#### [Exercise directions]
The data beneath this task has to be reprinted character for character.

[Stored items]
-----
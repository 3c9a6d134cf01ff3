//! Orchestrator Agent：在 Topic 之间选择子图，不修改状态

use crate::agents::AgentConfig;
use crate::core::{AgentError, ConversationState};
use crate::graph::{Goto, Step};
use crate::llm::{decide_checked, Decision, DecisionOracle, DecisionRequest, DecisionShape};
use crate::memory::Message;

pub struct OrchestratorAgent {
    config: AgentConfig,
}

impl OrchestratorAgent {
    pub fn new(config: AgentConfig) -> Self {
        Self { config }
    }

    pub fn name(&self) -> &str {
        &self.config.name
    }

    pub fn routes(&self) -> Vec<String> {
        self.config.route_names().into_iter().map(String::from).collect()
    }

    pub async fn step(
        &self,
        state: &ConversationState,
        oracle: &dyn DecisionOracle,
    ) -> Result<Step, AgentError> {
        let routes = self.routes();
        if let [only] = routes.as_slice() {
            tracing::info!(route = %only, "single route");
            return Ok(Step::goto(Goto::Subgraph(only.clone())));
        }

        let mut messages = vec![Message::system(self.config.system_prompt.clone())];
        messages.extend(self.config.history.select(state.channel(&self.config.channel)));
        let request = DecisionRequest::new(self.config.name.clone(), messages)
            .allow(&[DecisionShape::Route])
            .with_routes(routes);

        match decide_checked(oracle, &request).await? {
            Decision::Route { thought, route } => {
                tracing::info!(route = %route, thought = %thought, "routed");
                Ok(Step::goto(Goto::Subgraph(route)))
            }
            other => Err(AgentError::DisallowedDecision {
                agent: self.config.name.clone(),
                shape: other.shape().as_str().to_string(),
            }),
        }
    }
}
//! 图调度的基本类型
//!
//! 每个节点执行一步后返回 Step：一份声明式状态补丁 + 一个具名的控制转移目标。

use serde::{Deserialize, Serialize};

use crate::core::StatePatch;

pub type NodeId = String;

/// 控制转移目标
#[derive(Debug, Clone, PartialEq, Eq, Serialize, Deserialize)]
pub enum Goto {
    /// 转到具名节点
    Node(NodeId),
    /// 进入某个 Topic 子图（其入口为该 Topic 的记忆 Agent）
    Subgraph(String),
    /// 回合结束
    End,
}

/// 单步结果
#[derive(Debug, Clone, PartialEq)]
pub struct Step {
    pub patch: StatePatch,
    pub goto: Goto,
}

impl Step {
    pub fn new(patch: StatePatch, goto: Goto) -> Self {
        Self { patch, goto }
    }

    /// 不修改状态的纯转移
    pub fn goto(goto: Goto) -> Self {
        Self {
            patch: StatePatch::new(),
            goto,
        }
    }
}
-----
#### [Finished task]
repository 3c9a6d134cf01ff3
//! Orchestrator Agent：在 Topic 之间选择子图，不修改状态

use crate::agents::AgentConfig;
use crate::core::{AgentError, ConversationState};
use crate::graph::{Goto, Step};
use crate::llm::{decide_checked, Decision, DecisionOracle, DecisionRequest, DecisionShape};
use crate::memory::Message;

pub struct OrchestratorAgent {
    config: AgentConfig,
}

impl OrchestratorAgent {
    pub fn new(config: AgentConfig) -> Self {
        Self { config }
    }

    pub fn name(&self) -> &str {
        &self.config.name
    }

    pub fn routes(&self) -> Vec<String> {
        self.config.route_names().into_iter().map(String::from).collect()
    }

    pub async fn step(
        &self,
        state: &ConversationState,
        oracle: &dyn DecisionOracle,
    ) -> Result<Step, AgentError> {
        let routes = self.routes();
        if let [only] = routes.as_slice() {
            tracing::info!(route = %only, "single route");
            return Ok(Step::goto(Goto::Subgraph(only.clone())));
        }

        let mut messages = vec![Message::system(self.config.system_prompt.clone())];
        messages.extend(self.config.history.select(state.channel(&self.config.channel)));
        let request = DecisionRequest::new(self.config.name.clone(), messages)
            .allow(&[DecisionShape::Route])
            .with_routes(routes);

        match decide_checked(oracle, &request).await? {
            Decision::Route { thought, route } => {
                tracing::info!(route = %route, thought = %thought, "routed");
                Ok(Step::goto(Goto::Subgraph(route)))
            }
            other => Err(AgentError::DisallowedDecision {
                agent: self.config.name.clone(),
                shape: other.shape().as_str().to_string(),
            }),
        }
    }
}
//! 图调度的基本类型
//!
//! 每个节点执行一步后返回 Step：一份声明式状态补丁 + 一个具名的控制转移目标。

use serde::{Deserialize, Serialize};

use crate::core::StatePatch;

pub type NodeId = String;

/// 控制转移目标
#[derive(Debug, Clone, PartialEq, Eq, Serialize, Deserialize)]
pub enum Goto {
    /// 转到具名节点
    Node(NodeId),
    /// 进入某个 Topic 子图（其入口为该 Topic 的记忆 Agent）
    Subgraph(String),
    /// 回合结束
    End,
}

/// 单步结果
#[derive(Debug, Clone, PartialEq)]
pub struct Step {
    pub patch: StatePatch,
    pub goto: Goto,
}

impl Step {
    pub fn new(patch: StatePatch, goto: Goto) -> Self {
        Self { patch, goto }
    }

    /// 不修改状态的纯转移
    pub fn goto(goto: Goto) -> Self {
        Self {
            patch: StatePatch::new(),
            goto,
        }
    }
}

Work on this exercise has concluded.